Beneath this instruction is a block of data; output from it exactly the lines that run from the one containing "-> Result<Document, ReportError>" through the one containing "doc.set_paper_size(genpdf::PaperSize::A4);", inclusive.
#### Supplied data ####
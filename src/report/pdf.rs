//! PDF report assembly with `genpdf`.
//!
//! Layout, in document order: centered title naming the period, the key
//! statistics block, the daily revenue chart, a page break, the top-10 table,
//! and the top-supporters chart. The file is written atomically: rendered to
//! a sibling temporary file, then renamed into place, so a failed run never
//! leaves a partial report behind.

use std::fs;
use std::path::{Path, PathBuf};

use genpdf::elements::{Break, FrameCellDecorator, Image, PageBreak, Paragraph, TableLayout};
use genpdf::style::Style;
use genpdf::{Alignment, Document, Element, SimplePageDecorator};

use crate::domain::{MonthlyAnalysis, month_label};
use crate::error::ReportError;
use crate::plot::ChartImages;
use crate::report::fonts;
use crate::report::format::{format_money, summary_lines};

/// Chart PNGs are 1200px wide; at 180 dpi they fit the A4 content width.
const CHART_DPI: f64 = 180.0;

/// Default output path in the working directory, `report-YYYY-MM.pdf`.
pub fn default_report_path(year: i32, month: u32) -> PathBuf {
    PathBuf::from(format!("report-{year}-{month:02}.pdf"))
}

/// Assemble the PDF and write it to `out_path`.
///
/// Both chart images are decoded up front; a missing or corrupt image is a
/// render error before any output file is touched.
pub fn write_report(
    analysis: &MonthlyAnalysis,
    charts: &ChartImages,
    year: i32,
    month: u32,
    out_path: &Path,
) -> Result<PathBuf, ReportError> {
    let daily_chart = load_chart(&charts.daily_revenue, "daily revenue chart")?;
    let top_chart = load_chart(&charts.top_supporters, "top supporters chart")?;

    let doc = build_document(analysis, daily_chart, top_chart, year, month)?;

    let mut bytes = Vec::new();
    doc.render(&mut bytes)
        .map_err(|e| ReportError::render(format!("failed to render PDF: {e}")))?;

    write_atomically(out_path, &bytes)?;
    Ok(out_path.to_path_buf())
}

fn load_chart(path: &Path, what: &str) -> Result<Image, ReportError> {
    let decoded = image::open(path).map_err(|e| {
        ReportError::render(format!("{what} '{}' is unreadable: {e}", path.display()))
    })?;
    let img = Image::from_dynamic_image(decoded)
        .map_err(|e| ReportError::render(format!("{what} could not be embedded: {e}")))?;
    Ok(img.with_alignment(Alignment::Center).with_dpi(CHART_DPI))
}

fn build_document(
    analysis: &MonthlyAnalysis,
    daily_chart: Image,
    top_chart: Image,
    year: i32,
    month: u32,
) -> Result<Document, ReportError> {
    let family = fonts::load_font_family()?;
    let label = month_label(year, month);

    let mut doc = Document::new(family);
    doc.set_title(format!("Monthly Donation Report - {label}"));
    doc.set_paper_size(genpdf::PaperSize::A4);

    let mut decorator = SimplePageDecorator::new();
    decorator.set_margins(15);
    doc.set_page_decorator(decorator);

    let title_style = Style::new().bold().with_font_size(16);
    let heading_style = Style::new().bold().with_font_size(12);
    let body_style = Style::new().with_font_size(10);

    doc.push(
        Paragraph::new(format!("Monthly Donation Report - {label}"))
            .aligned(Alignment::Center)
            .styled(title_style),
    );
    doc.push(Break::new(1.5));

    doc.push(Paragraph::new("Key Statistics").styled(heading_style));
    doc.push(Break::new(0.5));
    for line in summary_lines(analysis) {
        doc.push(Paragraph::new(line).styled(body_style));
    }
    doc.push(Break::new(1.5));

    doc.push(Paragraph::new("Daily Revenue").styled(heading_style));
    doc.push(Break::new(0.5));
    doc.push(daily_chart);

    doc.push(PageBreak::new());

    doc.push(Paragraph::new("Top 10 Supporters").styled(heading_style));
    doc.push(Break::new(0.5));
    doc.push(top_supporters_table(analysis)?);
    doc.push(Break::new(1.0));

    doc.push(Paragraph::new("Top Supporters Visualization").styled(heading_style));
    doc.push(Break::new(0.5));
    doc.push(top_chart);

    Ok(doc)
}

fn top_supporters_table(analysis: &MonthlyAnalysis) -> Result<TableLayout, ReportError> {
    let header_style = Style::new().bold().with_font_size(10);
    let body_style = Style::new().with_font_size(10);

    let mut table = TableLayout::new(vec![3, 2, 2]);
    table.set_cell_decorator(FrameCellDecorator::new(true, true, false));

    let cell = |text: String, style: Style| Paragraph::new(text).styled(style).padded(1);

    table
        .row()
        .element(cell("Supporter Name".to_string(), header_style))
        .element(cell("Total Donated".to_string(), header_style))
        .element(cell("Donation Count".to_string(), header_style))
        .push()
        .map_err(|e| ReportError::render(format!("failed to lay out table header: {e}")))?;

    for supporter in &analysis.top_supporters {
        table
            .row()
            .element(cell(supporter.name.clone(), body_style))
            .element(cell(format_money(supporter.total), body_style))
            .element(cell(supporter.donations.to_string(), body_style))
            .push()
            .map_err(|e| ReportError::render(format!("failed to lay out table row: {e}")))?;
    }

    Ok(table)
}

/// Write the rendered bytes next to the destination and rename into place.
/// The rename is the only step that makes the report visible.
fn write_atomically(out_path: &Path, bytes: &[u8]) -> Result<(), ReportError> {
    let tmp_path = out_path.with_extension("pdf.tmp");

    fs::write(&tmp_path, bytes).map_err(|e| {
        ReportError::io(format!(
            "failed to write report to '{}': {e}",
            tmp_path.display()
        ))
    })?;

    if let Err(e) = fs::rename(&tmp_path, out_path) {
        let _ = fs::remove_file(&tmp_path);
        return Err(ReportError::io(format!(
            "failed to move report into place at '{}': {e}",
            out_path.display()
        )));
    }
    Ok(())
}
####
--- Reply to the task ---
) -> Result<Document, ReportError> {
    let family = fonts::load_font_family()?;
    let label = month_label(year, month);

    let mut doc = Document::new(family);
    doc.set_title(format!("Monthly Donation Report - {label}"));
    doc.set_paper_size(genpdf::PaperSize::A4);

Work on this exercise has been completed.